Monday, June 17, 2013


Boosting Creativity to Recover from Writers' Block


Even for the most prolific of writers, the well does run dry sometimes. Yes, the writer must have the discipline to sit in the chair (BICHOK: butt in chair hands on keyboard) and write, but what if you sit there for fifteen minutes staring at a blank page and blinking cursor? What can you do to jumpstart that creative side of the brain?

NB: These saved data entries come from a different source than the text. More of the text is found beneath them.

//! Store traits: the engine only reads and writes through these.

use async_trait::async_trait;
use chrono::{DateTime, Utc};

use crate::error::Result;
use crate::types::{CallOrigin, Lead, LeadFilter, LeadStatus, ScheduledCall};

/// Owner of lead records.
#[async_trait]
pub trait LeadStore: Send + Sync {
    fn name(&self) -> &str;

    async fn list_leads(&self, filter: &LeadFilter) -> Result<Vec<Lead>>;

    async fn create_lead(&self, lead: Lead) -> Result<Lead>;

    async fn update_lead_status(&self, id: &str, status: LeadStatus) -> Result<()>;

    /// Mark the lead's call completed; it leaves the active worklist.
    async fn complete_call(&self, id: &str) -> Result<Lead>;
}

/// Owner of scheduled-call records.
#[async_trait]
pub trait ScheduledCallStore: Send + Sync {
    fn name(&self) -> &str;

    async fn list_by_lead(&self, lead_id: &str) -> Result<Vec<ScheduledCall>>;

    async fn create(
        &self,
        lead_id: &str,
        time: DateTime<Utc>,
        notes: &str,
        origin: CallOrigin,
    ) -> Result<ScheduledCall>;

    async fn update(&self, id: &str, time: DateTime<Utc>, notes: &str) -> Result<ScheduledCall>;

    async fn delete(&self, id: &str) -> Result<()>;
}
//! # DialDesk Core
//!
//! Shared building blocks for the DialDesk worklist engine:
//! the lead / scheduled-call data model, the error type, configuration,
//! and the traits through which the engine talks to its collaborators.
//!
//! ## Collaborators
//! ```text
//! WorklistEngine
//!   ├── LeadStore           list / update status / complete call
//!   ├── ScheduledCallStore  list by lead / create / update / delete
//!   ├── NotificationSink    request permission / show reminder
//!   ├── OperatorPrompt      yes/no confirmation
//!   └── Clock               wall-clock source
//! ```

pub mod clock;
pub mod config;
pub mod error;
pub mod traits;
pub mod types;

pub use clock::{Clock, ManualClock, SystemClock};
pub use config::DialDeskConfig;
pub use error::{DialDeskError, Result};
pub use types::{
    AUTO_SCHEDULE_TAG, AUTO_SCHEDULE_UPDATED_TAG, CallOrigin, CallStatus, Lead, LeadFilter,
    LeadStatus, ScheduledCall,
};
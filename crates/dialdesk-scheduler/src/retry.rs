//! Bounded retry with a fixed delay: used by background refreshes that
//! must never bother the operator.

use std::future::Future;
use std::sync::atomic::{AtomicU64, Ordering};
use std::time::Duration;

use dialdesk_core::Result;

#[derive(Debug, Clone, Copy)]
pub struct RetryPolicy {
    /// Extra attempts after the first one.
    pub retries: u32,
    pub delay: Duration,
}

impl RetryPolicy {
    pub fn fixed(retries: u32, delay: Duration) -> Self {
        Self { retries, delay }
    }

    pub fn none() -> Self {
        Self {
            retries: 0,
            delay: Duration::ZERO,
        }
    }
}

/// Running totals for background refreshes.
#[derive(Debug, Default)]
pub struct RetryStats {
    succeeded: AtomicU64,
    retried: AtomicU64,
    abandoned: AtomicU64,
}

impl RetryStats {
    pub fn succeeded(&self) -> u64 {
        self.succeeded.load(Ordering::Relaxed)
    }

    pub fn retried(&self) -> u64 {
        self.retried.load(Ordering::Relaxed)
    }

    pub fn abandoned(&self) -> u64 {
        self.abandoned.load(Ordering::Relaxed)
    }
}

/// Run `op` until it succeeds or the policy is exhausted.
pub async fn retry_fixed<T, F, Fut>(
    policy: RetryPolicy,
    label: &str,
    stats: &RetryStats,
    mut op: F,
) -> Result<T>
where
    F: FnMut() -> Fut,
    Fut: Future<Output = Result<T>>,
{
    let mut attempt = 0;
    loop {
        match op().await {
            Ok(value) => {
                stats.succeeded.fetch_add(1, Ordering::Relaxed);
                return Ok(value);
            }
            Err(e) if attempt < policy.retries => {
                attempt += 1;
                stats.retried.fetch_add(1, Ordering::Relaxed);
                tracing::debug!("{label} failed (attempt {attempt}), retrying: {e}");
                tokio::time::sleep(policy.delay).await;
            }
            Err(e) => {
                stats.abandoned.fetch_add(1, Ordering::Relaxed);
                return Err(e);
            }
        }
    }
}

Here are a few tricks I try (before giving up to sit in a lounge chair on the beach with a fruity umbrella drink—I'm joking... sort-of... well... a liquid restorative might be part of the plan, but the beach part is not doable where I live).

Music Soundtracks
Over the years, I have collected late 18th C and early 19th C music or music from period movies. I then collected all the tracks into a playlist on Windows Media Player. So I simply start at the top and let the music impart the sense of place and expansiveness of movement in that space.

Pinterest
Hey, who doesn't like scrolling through beautiful pictures? Take a look at my Georgian-Regency board. Those pins are a good jumping off point to other pins or websites with blogs and pictures.

Research Books
I'll pull out a random book from my shelves of research books and leaf through it. Sometimes, I'll get an inkling of an idea that after I dash off a few hundred or a few thousand words dies the horrible death of deletion, but once I start writing, I am writing.

Magazines
I'm a reproduction furniture catalog junkie. I love reading those catalogs and imagining the pieces in my characters' homes. I also enjoy looking through gardening magazines to imagine terrace and other outdoor scenes. Pictures of British country manors is pure unadulterated pleasure. Oh, to be able to actually go and see some of those houses!

Handwrite
Retail therapy at the writing supply stores. I'll buy a beautiful journal or thick creamy notepaper and a fresh bottle of ink (I love my lovely Mont Blanc fountain pen) or a new fangled smooth-as-butter fine-tip pen, and start writing out the scene that's percolating but not germinating. Something in the physical act of writing longhand—the cramping fingers, the hand moving across smooth paper, the flowing ink, the words appearing in blue (or violet or black or green) on the page in my handwriting—makes the words come easier and with wider latitude.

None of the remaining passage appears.